-- Opening Marker --

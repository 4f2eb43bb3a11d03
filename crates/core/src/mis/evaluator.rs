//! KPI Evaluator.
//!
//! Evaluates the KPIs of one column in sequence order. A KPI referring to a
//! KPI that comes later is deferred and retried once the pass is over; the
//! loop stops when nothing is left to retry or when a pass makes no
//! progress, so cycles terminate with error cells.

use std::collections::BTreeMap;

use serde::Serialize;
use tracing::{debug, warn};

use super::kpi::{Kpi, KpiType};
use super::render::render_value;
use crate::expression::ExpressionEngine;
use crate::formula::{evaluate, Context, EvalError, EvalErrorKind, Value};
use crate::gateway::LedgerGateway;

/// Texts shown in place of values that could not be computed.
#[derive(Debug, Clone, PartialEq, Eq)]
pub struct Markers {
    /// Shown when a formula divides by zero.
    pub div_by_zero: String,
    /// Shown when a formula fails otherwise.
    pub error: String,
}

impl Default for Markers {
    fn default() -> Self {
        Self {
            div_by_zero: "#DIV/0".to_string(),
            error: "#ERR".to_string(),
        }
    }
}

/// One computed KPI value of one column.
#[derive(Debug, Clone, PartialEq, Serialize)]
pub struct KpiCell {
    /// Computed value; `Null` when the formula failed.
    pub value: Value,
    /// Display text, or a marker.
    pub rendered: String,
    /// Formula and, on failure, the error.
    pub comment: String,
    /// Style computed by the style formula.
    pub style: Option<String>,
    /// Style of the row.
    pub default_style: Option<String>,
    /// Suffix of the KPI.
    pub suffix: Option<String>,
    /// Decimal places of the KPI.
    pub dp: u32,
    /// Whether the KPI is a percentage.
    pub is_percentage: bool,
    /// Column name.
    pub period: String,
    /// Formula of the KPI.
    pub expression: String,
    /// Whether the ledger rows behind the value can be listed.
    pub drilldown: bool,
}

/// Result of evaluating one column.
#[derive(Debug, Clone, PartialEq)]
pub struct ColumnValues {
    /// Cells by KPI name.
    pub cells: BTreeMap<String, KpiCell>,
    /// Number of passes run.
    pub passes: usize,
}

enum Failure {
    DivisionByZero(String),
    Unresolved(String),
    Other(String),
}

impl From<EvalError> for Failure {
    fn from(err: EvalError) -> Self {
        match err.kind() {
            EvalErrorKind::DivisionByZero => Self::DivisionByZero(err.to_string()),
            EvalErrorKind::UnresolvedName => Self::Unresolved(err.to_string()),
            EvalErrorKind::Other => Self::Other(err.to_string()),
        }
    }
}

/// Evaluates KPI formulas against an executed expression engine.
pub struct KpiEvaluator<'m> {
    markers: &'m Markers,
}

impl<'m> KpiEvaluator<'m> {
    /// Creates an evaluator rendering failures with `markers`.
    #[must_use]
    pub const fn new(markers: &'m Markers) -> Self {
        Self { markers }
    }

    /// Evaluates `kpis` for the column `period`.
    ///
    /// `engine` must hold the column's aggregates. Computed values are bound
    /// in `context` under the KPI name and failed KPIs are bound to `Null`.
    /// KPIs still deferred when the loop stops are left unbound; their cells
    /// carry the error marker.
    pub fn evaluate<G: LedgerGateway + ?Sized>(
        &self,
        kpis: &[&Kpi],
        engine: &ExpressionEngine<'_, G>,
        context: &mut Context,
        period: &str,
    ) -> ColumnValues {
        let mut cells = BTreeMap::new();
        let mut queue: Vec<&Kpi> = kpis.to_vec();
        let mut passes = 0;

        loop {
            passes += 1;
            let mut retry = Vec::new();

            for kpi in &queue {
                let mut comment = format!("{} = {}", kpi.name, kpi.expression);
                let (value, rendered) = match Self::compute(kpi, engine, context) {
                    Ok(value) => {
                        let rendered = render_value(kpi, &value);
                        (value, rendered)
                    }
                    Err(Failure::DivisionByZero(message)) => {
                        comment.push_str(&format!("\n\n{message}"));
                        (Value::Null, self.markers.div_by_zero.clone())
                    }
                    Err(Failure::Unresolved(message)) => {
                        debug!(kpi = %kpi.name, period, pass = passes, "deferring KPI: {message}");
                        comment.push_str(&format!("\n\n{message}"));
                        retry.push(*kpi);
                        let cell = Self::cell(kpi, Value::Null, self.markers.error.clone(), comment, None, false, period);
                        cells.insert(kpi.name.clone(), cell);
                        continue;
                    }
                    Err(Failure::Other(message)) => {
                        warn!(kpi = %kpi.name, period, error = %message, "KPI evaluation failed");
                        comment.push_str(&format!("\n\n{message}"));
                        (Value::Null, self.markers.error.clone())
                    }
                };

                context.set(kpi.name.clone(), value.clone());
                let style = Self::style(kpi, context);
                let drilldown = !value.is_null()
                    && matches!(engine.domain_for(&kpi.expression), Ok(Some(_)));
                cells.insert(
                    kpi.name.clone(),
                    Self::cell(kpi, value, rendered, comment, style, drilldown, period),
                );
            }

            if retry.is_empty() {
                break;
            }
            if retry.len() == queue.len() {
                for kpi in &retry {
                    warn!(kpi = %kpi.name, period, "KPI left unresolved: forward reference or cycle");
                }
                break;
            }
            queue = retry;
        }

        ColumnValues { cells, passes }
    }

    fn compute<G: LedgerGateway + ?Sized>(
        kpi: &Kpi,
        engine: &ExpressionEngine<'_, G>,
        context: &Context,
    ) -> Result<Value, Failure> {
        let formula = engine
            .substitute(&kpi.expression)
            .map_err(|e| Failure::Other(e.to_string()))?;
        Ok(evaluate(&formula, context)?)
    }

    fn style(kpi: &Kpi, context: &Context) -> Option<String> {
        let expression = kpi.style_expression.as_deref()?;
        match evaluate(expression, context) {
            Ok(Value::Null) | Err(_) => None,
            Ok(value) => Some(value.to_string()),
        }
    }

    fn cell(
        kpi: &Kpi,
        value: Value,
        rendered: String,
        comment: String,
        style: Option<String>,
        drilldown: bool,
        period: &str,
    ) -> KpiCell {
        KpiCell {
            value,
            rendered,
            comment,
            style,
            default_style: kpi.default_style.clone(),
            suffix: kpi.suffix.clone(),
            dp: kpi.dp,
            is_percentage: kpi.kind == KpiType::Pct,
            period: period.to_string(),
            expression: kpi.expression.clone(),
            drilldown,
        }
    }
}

-- Closing Marker --
-- Opening Marker --

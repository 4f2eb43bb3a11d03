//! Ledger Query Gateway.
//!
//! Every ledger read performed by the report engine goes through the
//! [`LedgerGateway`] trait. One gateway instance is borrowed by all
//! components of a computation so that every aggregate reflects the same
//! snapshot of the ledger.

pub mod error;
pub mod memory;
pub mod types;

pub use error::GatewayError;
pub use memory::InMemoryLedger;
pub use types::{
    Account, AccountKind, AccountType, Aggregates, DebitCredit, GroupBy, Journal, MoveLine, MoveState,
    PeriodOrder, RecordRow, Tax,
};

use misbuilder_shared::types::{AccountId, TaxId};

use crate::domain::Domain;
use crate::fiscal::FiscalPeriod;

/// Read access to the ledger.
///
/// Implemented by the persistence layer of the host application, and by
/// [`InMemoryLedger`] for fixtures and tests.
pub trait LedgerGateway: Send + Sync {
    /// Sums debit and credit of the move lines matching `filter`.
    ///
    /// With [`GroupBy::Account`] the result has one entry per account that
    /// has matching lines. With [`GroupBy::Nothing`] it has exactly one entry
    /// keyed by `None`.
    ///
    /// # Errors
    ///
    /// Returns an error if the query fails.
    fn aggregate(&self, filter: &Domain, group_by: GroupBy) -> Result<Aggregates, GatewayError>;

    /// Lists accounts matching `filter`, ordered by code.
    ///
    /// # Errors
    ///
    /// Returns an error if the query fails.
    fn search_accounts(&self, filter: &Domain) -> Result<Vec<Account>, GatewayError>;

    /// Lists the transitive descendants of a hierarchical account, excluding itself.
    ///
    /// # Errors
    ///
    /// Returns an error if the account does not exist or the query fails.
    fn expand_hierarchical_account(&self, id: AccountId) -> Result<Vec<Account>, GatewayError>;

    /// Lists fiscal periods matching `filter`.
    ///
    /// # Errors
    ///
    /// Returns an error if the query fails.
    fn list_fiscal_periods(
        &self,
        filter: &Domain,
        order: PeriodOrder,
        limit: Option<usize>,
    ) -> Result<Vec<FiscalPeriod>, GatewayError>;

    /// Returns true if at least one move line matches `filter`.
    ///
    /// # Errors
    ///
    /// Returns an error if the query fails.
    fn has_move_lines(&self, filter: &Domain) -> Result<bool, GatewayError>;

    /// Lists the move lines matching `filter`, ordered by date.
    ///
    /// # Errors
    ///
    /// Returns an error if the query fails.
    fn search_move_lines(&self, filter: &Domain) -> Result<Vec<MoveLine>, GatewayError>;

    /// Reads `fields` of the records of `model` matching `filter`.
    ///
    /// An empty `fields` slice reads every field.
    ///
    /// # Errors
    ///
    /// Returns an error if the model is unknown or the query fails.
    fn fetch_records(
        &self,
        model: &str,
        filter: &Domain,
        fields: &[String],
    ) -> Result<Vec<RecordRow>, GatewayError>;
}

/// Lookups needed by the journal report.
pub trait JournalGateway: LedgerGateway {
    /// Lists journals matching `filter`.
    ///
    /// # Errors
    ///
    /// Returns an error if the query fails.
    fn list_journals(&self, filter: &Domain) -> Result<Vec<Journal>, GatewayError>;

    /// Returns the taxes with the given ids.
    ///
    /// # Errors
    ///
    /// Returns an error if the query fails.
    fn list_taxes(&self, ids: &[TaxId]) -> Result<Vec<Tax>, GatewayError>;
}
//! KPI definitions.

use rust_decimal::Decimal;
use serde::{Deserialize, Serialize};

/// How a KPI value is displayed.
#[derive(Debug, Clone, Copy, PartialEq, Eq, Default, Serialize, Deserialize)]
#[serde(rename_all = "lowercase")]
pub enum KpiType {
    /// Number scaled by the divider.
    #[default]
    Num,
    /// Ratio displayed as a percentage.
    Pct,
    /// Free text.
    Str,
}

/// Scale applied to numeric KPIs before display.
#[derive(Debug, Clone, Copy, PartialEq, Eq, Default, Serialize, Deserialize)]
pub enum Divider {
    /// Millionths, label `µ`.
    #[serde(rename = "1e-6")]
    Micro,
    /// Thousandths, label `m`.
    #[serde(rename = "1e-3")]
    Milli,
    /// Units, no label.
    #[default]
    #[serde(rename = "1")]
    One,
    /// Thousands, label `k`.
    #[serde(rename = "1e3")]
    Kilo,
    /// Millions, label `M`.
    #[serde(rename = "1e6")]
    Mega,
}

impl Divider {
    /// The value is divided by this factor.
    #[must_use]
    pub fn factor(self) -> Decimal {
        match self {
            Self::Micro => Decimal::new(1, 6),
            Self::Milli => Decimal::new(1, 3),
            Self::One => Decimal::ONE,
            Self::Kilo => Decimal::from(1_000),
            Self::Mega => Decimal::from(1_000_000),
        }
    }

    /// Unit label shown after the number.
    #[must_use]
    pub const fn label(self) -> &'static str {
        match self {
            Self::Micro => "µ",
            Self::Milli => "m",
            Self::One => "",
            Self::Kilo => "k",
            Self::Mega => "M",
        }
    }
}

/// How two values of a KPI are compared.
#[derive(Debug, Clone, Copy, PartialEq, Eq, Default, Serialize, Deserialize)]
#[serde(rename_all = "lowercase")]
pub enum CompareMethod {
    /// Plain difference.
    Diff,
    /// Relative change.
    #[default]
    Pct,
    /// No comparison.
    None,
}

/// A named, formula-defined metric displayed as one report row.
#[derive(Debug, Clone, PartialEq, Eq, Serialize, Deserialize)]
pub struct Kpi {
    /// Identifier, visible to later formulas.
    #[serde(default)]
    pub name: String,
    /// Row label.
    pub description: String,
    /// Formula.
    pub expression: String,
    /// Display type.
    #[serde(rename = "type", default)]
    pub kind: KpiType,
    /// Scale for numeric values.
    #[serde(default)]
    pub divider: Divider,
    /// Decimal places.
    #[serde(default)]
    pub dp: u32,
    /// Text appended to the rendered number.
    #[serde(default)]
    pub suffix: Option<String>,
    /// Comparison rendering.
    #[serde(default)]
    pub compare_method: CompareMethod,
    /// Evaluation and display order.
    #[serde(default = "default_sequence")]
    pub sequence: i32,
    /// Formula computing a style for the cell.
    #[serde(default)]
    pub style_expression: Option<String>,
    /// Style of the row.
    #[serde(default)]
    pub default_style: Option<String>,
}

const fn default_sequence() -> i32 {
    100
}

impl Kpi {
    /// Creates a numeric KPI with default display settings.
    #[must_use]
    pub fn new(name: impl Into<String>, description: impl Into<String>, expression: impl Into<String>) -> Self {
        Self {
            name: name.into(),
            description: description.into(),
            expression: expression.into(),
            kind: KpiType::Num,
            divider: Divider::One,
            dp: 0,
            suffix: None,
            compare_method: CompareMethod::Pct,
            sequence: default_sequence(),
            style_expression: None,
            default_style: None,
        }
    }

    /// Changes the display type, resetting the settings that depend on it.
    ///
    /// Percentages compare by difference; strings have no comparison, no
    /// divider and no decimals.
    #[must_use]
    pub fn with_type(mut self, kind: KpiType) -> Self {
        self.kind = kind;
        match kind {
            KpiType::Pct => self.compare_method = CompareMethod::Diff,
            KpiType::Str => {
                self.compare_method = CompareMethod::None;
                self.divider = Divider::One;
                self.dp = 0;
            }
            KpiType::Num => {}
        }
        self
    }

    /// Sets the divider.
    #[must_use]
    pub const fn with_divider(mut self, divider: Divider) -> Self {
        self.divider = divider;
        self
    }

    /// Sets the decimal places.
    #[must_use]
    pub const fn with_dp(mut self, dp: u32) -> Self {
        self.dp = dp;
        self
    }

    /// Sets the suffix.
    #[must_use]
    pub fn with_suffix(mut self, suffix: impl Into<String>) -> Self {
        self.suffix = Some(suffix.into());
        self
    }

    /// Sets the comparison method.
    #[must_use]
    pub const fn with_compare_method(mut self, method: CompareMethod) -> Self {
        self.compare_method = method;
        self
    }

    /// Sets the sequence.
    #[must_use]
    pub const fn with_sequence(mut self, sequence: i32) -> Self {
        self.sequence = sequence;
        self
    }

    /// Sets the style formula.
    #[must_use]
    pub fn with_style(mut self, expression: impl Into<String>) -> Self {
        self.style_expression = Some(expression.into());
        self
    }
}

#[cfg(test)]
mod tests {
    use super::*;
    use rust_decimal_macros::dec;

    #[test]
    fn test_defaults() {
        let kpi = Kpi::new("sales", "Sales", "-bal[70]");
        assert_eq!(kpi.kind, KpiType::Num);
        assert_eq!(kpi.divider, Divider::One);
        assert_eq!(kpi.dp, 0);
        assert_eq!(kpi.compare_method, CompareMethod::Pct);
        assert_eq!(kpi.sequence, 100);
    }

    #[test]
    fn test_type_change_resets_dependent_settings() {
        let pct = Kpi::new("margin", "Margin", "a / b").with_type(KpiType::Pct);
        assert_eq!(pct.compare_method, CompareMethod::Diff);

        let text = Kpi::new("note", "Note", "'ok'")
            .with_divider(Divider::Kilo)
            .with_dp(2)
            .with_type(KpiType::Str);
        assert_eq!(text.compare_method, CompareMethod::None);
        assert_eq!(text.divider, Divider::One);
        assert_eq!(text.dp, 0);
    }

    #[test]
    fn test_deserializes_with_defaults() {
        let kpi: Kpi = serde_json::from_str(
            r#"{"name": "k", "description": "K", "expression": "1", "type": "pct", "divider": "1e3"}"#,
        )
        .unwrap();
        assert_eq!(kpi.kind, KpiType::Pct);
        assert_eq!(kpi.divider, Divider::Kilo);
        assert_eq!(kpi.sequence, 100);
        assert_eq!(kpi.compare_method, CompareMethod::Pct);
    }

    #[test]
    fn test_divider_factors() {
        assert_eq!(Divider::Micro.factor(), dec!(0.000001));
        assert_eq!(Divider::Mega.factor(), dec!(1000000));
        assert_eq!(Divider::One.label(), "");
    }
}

-- Closing Marker --
-- Opening Marker --

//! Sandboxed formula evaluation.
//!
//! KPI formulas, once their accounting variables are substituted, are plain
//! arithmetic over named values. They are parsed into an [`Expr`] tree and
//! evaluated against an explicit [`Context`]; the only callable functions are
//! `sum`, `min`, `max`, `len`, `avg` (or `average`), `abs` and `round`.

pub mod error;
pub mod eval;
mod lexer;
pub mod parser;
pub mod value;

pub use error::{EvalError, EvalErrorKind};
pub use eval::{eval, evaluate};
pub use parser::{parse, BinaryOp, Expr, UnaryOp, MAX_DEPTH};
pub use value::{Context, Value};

-- Closing Marker --

» Task prompt: Look through the entries above; copy each line where the string "comment" appears.

» Result:
    pub comment: String,
                let mut comment = format!("{} = {}", kpi.name, kpi.expression);
                        comment.push_str(&format!("\n\n{message}"));
                        comment.push_str(&format!("\n\n{message}"));
                        let cell = Self::cell(kpi, Value::Null, self.markers.error.clone(), comment, None, false, period);
                        comment.push_str(&format!("\n\n{message}"));
                    Self::cell(kpi, value, rendered, comment, style, drilldown, period),
        comment: String,
            comment,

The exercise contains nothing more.